Researchers named this CosmicStrand, where the earliest variant of this was documented by Chinese researchers. While it’s unclear how the threat actor is injecting his malware into these motherboards, warned it is highly persistent and mostly goes undetected.
A Hard to Remove Issue
To beginners, a Unified Extensible Firmware Interface (UEFI) is software that connects the system OS with the device’s hardware. It’s the first one to load when you turn on your computer, followed by the system OS and antivirus software. And it’s deep and crucial; threat actors target it to gain multiple types of access to the target’s machine. And we see a new one coming from Chinese threat actors – named as CosmicStrand by Kaspersky researchers. Found in ASUS and Gigabyte motherboards, researchers noted that it’s highly persistent and undetectable, since running first and boots every time. While it’s unknown how the threat actors are able to infect the motherboards, they detailed on now it’ll work to gain kernel-level privileges. Researchers noted that CosmicStrand could allow threat actors to gain root-level access, and perform any malicious activity with admin-level powers.
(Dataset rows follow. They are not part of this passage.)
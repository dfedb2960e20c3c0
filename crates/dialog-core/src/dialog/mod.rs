//! Core dialog types
//!
//! - [`Dialog`]: the per-dialog record (RFC 3261 §12 state plus the invite
//!   usage)
//! - [`InviteState`]: the invite sub-record with its offer/answer slots
//! - [`InviteStatus`], [`Role`], [`StopReason`]: lifecycle enums
//!
//! Dialogs are created and advanced through the [`DialogStore`](crate::store::DialogStore);
//! nothing here performs I/O.

pub mod record;
pub mod state;

pub use record::Dialog;
pub use state::{InviteState, InviteStatus, Role, StopReason};
//! # Dialog identifier
//!
//! RFC 3261 §12 identifies a dialog by Call-ID plus the two tags. The id is
//! derivable from a request and from a response independently; for the UAS
//! role the local tag is the To tag and the remote tag the From tag.
//!
//! An id with an empty local tag (initial INVITE before the UAS has minted
//! its tag) is legal but never stored; the store keys dialogs by the
//! completed id.

use std::fmt;

use serde::{Deserialize, Serialize};

use crate::types::message::{Request, Response};

/// Identity of a dialog: Call-ID plus local and remote tag
#[derive(Debug, Clone, PartialEq, Eq, Hash, Serialize, Deserialize)]
pub struct DialogId {
    pub call_id: String,
    pub local_tag: String,
    pub remote_tag: String,
}

impl DialogId {
    pub fn new(
        call_id: impl Into<String>,
        local_tag: impl Into<String>,
        remote_tag: impl Into<String>,
    ) -> Self {
        DialogId {
            call_id: call_id.into(),
            local_tag: local_tag.into(),
            remote_tag: remote_tag.into(),
        }
    }

    /// Id of the dialog an inbound request belongs to, seen from the UAS.
    ///
    /// Local tag is the To tag (empty on an initial request), remote tag the
    /// From tag.
    pub fn uas_from_request(req: &Request) -> Self {
        DialogId::new(
            req.call_id.clone(),
            req.to_tag.clone().unwrap_or_default(),
            req.from_tag.clone(),
        )
    }

    /// Id of the dialog an outgoing UAS response belongs to.
    ///
    /// The To tag of the response is the tag this side minted.
    pub fn uas_from_response(resp: &Response) -> Self {
        DialogId::new(
            resp.call_id.clone(),
            resp.to_tag.clone().unwrap_or_default(),
            resp.from_tag.clone(),
        )
    }

    /// Whether both tags are known.
    pub fn is_complete(&self) -> bool {
        !self.local_tag.is_empty() && !self.remote_tag.is_empty()
    }
}

impl fmt::Display for DialogId {
    fn fmt(&self, f: &mut fmt::Formatter<'_>) -> fmt::Result {
        write!(f, "{}|{}|{}", self.call_id, self.local_tag, self.remote_tag)
    }
}
//! Configuration management for the club-swiss service
//!
//! This module handles configuration loading from TOML files and environment
//! variables, validation, and default values.

pub mod app;
pub mod pairing;
pub mod rating;

// Re-export commonly used types
pub use app::{validate_config, AppConfig, ServiceSettings, TournamentSettings};
pub use pairing::PairingConfig;
pub use rating::{RatingConfig, DEFAULT_RATING};
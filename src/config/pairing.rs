//! Pairing configuration

use rand::SeedableRng;
use rand_chacha::ChaCha8Rng;
use serde::{Deserialize, Serialize};

/// Controls the random source used for first-round shuffles
#[derive(Debug, Clone, Default, PartialEq, Eq, Serialize, Deserialize)]
#[serde(default)]
pub struct PairingConfig {
    /// Fixed seed for reproducible first rounds; entropy when unset
    pub seed: Option<u64>,
}

impl PairingConfig {
    /// Build the random source for first-round shuffles
    pub fn create_rng(&self) -> ChaCha8Rng {
        match self.seed {
            Some(s) => ChaCha8Rng::seed_from_u64(s),
            None => ChaCha8Rng::from_entropy(),
        }
    }
}
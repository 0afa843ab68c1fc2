//! Main application configuration
//!
//! This module defines the primary configuration structures for the club-swiss
//! tournament service, including environment and file loading and validation.

use crate::config::{PairingConfig, RatingConfig};
use anyhow::{anyhow, Context, Result};
use serde::{Deserialize, Serialize};
use std::env;
use std::path::Path;

/// Main application configuration
#[derive(Debug, Clone, Default, PartialEq, Serialize, Deserialize)]
#[serde(default)]
pub struct AppConfig {
    pub service: ServiceSettings,
    pub rating: RatingConfig,
    pub tournament: TournamentSettings,
    pub pairing: PairingConfig,
}

/// Service-level settings
#[derive(Debug, Clone, PartialEq, Serialize, Deserialize)]
#[serde(default)]
pub struct ServiceSettings {
    /// Service name for logging and metrics
    pub name: String,
    /// Log level (trace, debug, info, warn, error)
    pub log_level: String,
}

/// Tournament defaults
#[derive(Debug, Clone, PartialEq, Serialize, Deserialize)]
#[serde(default)]
pub struct TournamentSettings {
    /// Rounds used when a tournament is created without an explicit count
    pub default_total_rounds: u32,
}

impl Default for ServiceSettings {
    fn default() -> Self {
        Self {
            name: "club-swiss".to_string(),
            log_level: "info".to_string(),
        }
    }
}

impl Default for TournamentSettings {
    fn default() -> Self {
        Self {
            default_total_rounds: 5,
        }
    }
}

impl AppConfig {
    /// Load configuration from environment variables with fallback to defaults
    pub fn from_env() -> Result<Self> {
        let mut config = Self::default();
        config.apply_env()?;
        validate_config(&config)?;
        Ok(config)
    }

    /// Load configuration from a TOML file; environment variables still override
    pub fn from_file(path: &Path) -> Result<Self> {
        let contents = std::fs::read_to_string(path)
            .with_context(|| format!("Failed to read config file {}", path.display()))?;
        let mut config: AppConfig = toml::from_str(&contents)
            .with_context(|| format!("Failed to parse config file {}", path.display()))?;

        config.apply_env()?;
        validate_config(&config)?;
        Ok(config)
    }

    fn apply_env(&mut self) -> Result<()> {
        // Service settings
        if let Ok(name) = env::var("SERVICE_NAME") {
            self.service.name = name;
        }
        if let Ok(log_level) = env::var("LOG_LEVEL") {
            self.service.log_level = log_level;
        }

        // Rating settings
        if let Ok(rating) = env::var("DEFAULT_RATING") {
            self.rating.default_rating = rating
                .parse()
                .map_err(|_| anyhow!("Invalid DEFAULT_RATING value: {}", rating))?;
        }
        if let Ok(k_factor) = env::var("K_FACTOR") {
            self.rating.k_factor = k_factor
                .parse()
                .map_err(|_| anyhow!("Invalid K_FACTOR value: {}", k_factor))?;
        }
        if let Ok(rated) = env::var("RATED") {
            self.rating.rated = rated
                .parse()
                .map_err(|_| anyhow!("Invalid RATED value: {}", rated))?;
        }

        // Tournament settings
        if let Ok(rounds) = env::var("DEFAULT_TOTAL_ROUNDS") {
            self.tournament.default_total_rounds = rounds
                .parse()
                .map_err(|_| anyhow!("Invalid DEFAULT_TOTAL_ROUNDS value: {}", rounds))?;
        }

        // Pairing settings
        if let Ok(seed) = env::var("PAIRING_SEED") {
            self.pairing.seed = Some(
                seed.parse()
                    .map_err(|_| anyhow!("Invalid PAIRING_SEED value: {}", seed))?,
            );
        }

        Ok(())
    }
}

/// Validate configuration values
pub fn validate_config(config: &AppConfig) -> Result<()> {
    // Validate log level
    match config.service.log_level.to_lowercase().as_str() {
        "trace" | "debug" | "info" | "warn" | "error" => {}
        _ => return Err(anyhow!("Invalid log level: {}", config.service.log_level)),
    }

    if config.service.name.is_empty() {
        return Err(anyhow!("Service name cannot be empty"));
    }

    config.rating.validate()?;

    if config.tournament.default_total_rounds == 0 {
        return Err(anyhow!("Default total rounds must be greater than 0"));
    }

    Ok(())
}

#[cfg(test)]
mod tests {
    use super::*;

    #[test]
    fn test_default_config_is_valid() {
        let config = AppConfig::default();
        assert!(validate_config(&config).is_ok());
        assert_eq!(config.rating.default_rating, 1200);
        assert_eq!(config.rating.k_factor, 32.0);
        assert_eq!(config.tournament.default_total_rounds, 5);
        assert_eq!(config.pairing.seed, None);
    }

    #[test]
    fn test_invalid_log_level() {
        let mut config = AppConfig::default();
        config.service.log_level = "loud".to_string();
        assert!(validate_config(&config).is_err());
    }

    #[test]
    fn test_zero_rounds_rejected() {
        let mut config = AppConfig::default();
        config.tournament.default_total_rounds = 0;
        assert!(validate_config(&config).is_err());
    }

    #[test]
    fn test_non_positive_k_factor_rejected() {
        let mut config = AppConfig::default();
        config.rating.k_factor = 0.0;
        assert!(validate_config(&config).is_err());
    }

    #[test]
    fn test_partial_toml_uses_defaults() {
        let config: AppConfig = toml::from_str(
            r#"
            [rating]
            k_factor = 24.0

            [pairing]
            seed = 7
            "#,
        )
        .unwrap();

        assert_eq!(config.rating.k_factor, 24.0);
        assert_eq!(config.rating.default_rating, 1200);
        assert!(config.rating.rated);
        assert_eq!(config.pairing.seed, Some(7));
        assert_eq!(config.service.log_level, "info");
        assert!(validate_config(&config).is_ok());
    }
}
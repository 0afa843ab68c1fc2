//! Round pairing engine
//!
//! Stateless: every call is a pure function of the players, the pairing
//! history and (for the first round) the supplied random source. Nothing here
//! checks round continuity; that belongs to the tournament manager.

pub mod first_round;
pub mod history;
pub mod swiss;

// Re-export commonly used types
pub use first_round::generate_first_round_pairings;
pub use history::PairingHistory;
pub use swiss::{generate_swiss_pairings, standings_order, SCORE_WINDOW};

use crate::types::{Pairing, Player, RoundPairing};
use rand::Rng;
use serde::{Deserialize, Serialize};

/// Which algorithm pairs a given round
#[derive(Debug, Clone, Copy, PartialEq, Eq, Serialize, Deserialize)]
pub enum PairingMode {
    /// Random pairings, no history yet
    FirstRound,
    /// Score-bucket pairings using the full history
    Swiss,
}

impl PairingMode {
    pub fn for_round(round: u32) -> Self {
        if round <= 1 {
            PairingMode::FirstRound
        } else {
            PairingMode::Swiss
        }
    }
}

/// Pair `round` with the algorithm that round calls for.
///
/// `rng` is only consulted for the first round.
pub fn pair_round<R: Rng + ?Sized>(
    round: u32,
    players: &[Player],
    prior_pairings: &[Pairing],
    rng: &mut R,
) -> Vec<RoundPairing> {
    match PairingMode::for_round(round) {
        PairingMode::FirstRound => generate_first_round_pairings(players, rng),
        PairingMode::Swiss => generate_swiss_pairings(players, prior_pairings),
    }
}

#[cfg(test)]
mod tests {
    use super::*;
    use rand::SeedableRng;
    use rand_chacha::ChaCha8Rng;

    #[test]
    fn test_mode_for_round() {
        assert_eq!(PairingMode::for_round(1), PairingMode::FirstRound);
        assert_eq!(PairingMode::for_round(2), PairingMode::Swiss);
        assert_eq!(PairingMode::for_round(9), PairingMode::Swiss);
    }

    #[test]
    fn test_swiss_round_ignores_rng() {
        let players = vec![
            Player::new("a", 1500).with_score(1.0),
            Player::new("b", 1400).with_score(1.0),
        ];

        let first = pair_round(2, &players, &[], &mut ChaCha8Rng::seed_from_u64(1));
        let second = pair_round(2, &players, &[], &mut ChaCha8Rng::seed_from_u64(2));
        assert_eq!(first, second);
        assert_eq!(first, vec![RoundPairing::game("a", "b")]);
    }
}
//! Test fixtures shared by the integration tests

#![allow(dead_code)]

use club_swiss::config::TournamentSettings;
use club_swiss::metrics::MetricsCollector;
use club_swiss::rating::EloRatingCalculator;
use club_swiss::tournament::{InMemoryTournamentStore, TournamentManager};
use club_swiss::types::{Pairing, Player, RoundPairing, TournamentId};
use rand::SeedableRng;
use rand_chacha::ChaCha8Rng;
use std::sync::Arc;
use uuid::Uuid;

/// Manager over a fresh in-memory store with a seeded first-round shuffle
pub fn seeded_manager(seed: u64) -> TournamentManager {
    TournamentManager::with_components(
        Arc::new(InMemoryTournamentStore::new()),
        Arc::new(EloRatingCalculator::default()),
        Arc::new(MetricsCollector::new().expect("metrics collector")),
        TournamentSettings::default(),
        ChaCha8Rng::seed_from_u64(seed),
    )
}

/// Create a tournament and register `ratings.len()` members
pub async fn tournament_with_field(
    manager: &TournamentManager,
    total_rounds: u32,
    ratings: &[i32],
) -> TournamentId {
    let tournament = manager
        .create_tournament("test-club", "Fixture Open", Some(total_rounds))
        .await
        .expect("create tournament");

    for (i, rating) in ratings.iter().enumerate() {
        manager
            .register_player(tournament.id, &format!("member-{i:02}"), Some(*rating))
            .await
            .expect("register player");
    }

    tournament.id
}

/// Field of players named p0, p1, ... with the given scores and descending ratings
pub fn scored_field(scores: &[f64]) -> Vec<Player> {
    scores
        .iter()
        .enumerate()
        .map(|(i, score)| Player::new(format!("p{i}"), 2000 - 10 * i as i32).with_score(*score))
        .collect()
}

/// History in which every pair of the given players has already met
pub fn round_robin_history(players: &[Player]) -> Vec<Pairing> {
    let mut history = Vec::new();
    for (i, white) in players.iter().enumerate() {
        for black in &players[i + 1..] {
            history.push(Pairing::from_round_pairing(
                Uuid::nil(),
                1,
                RoundPairing::game(white.id.clone(), black.id.clone()),
            ));
        }
    }
    history
}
Most of its activity is about trying to modify the system OS to take control of the entire execution flow so as to launch the shellcode, which in return brings a payload from the hacker’s C2. While they said the infected motherboards are from ASUS and Gigabyte (since using the H81 chipset), only the old hardware supplied between 2013 to 2015 was affected. They linked the threat actor to a Chinese group, considering the code patterns matching with MyKings crypto mining botnet. Also, an early variant of the same UEFI rootkit was detailed by Qihoo360, Chinese malware specialists who named it Spy Shadow Trojan. And the targets of this infection mostly include private individuals in China, Iran, Vietnam, and Russia.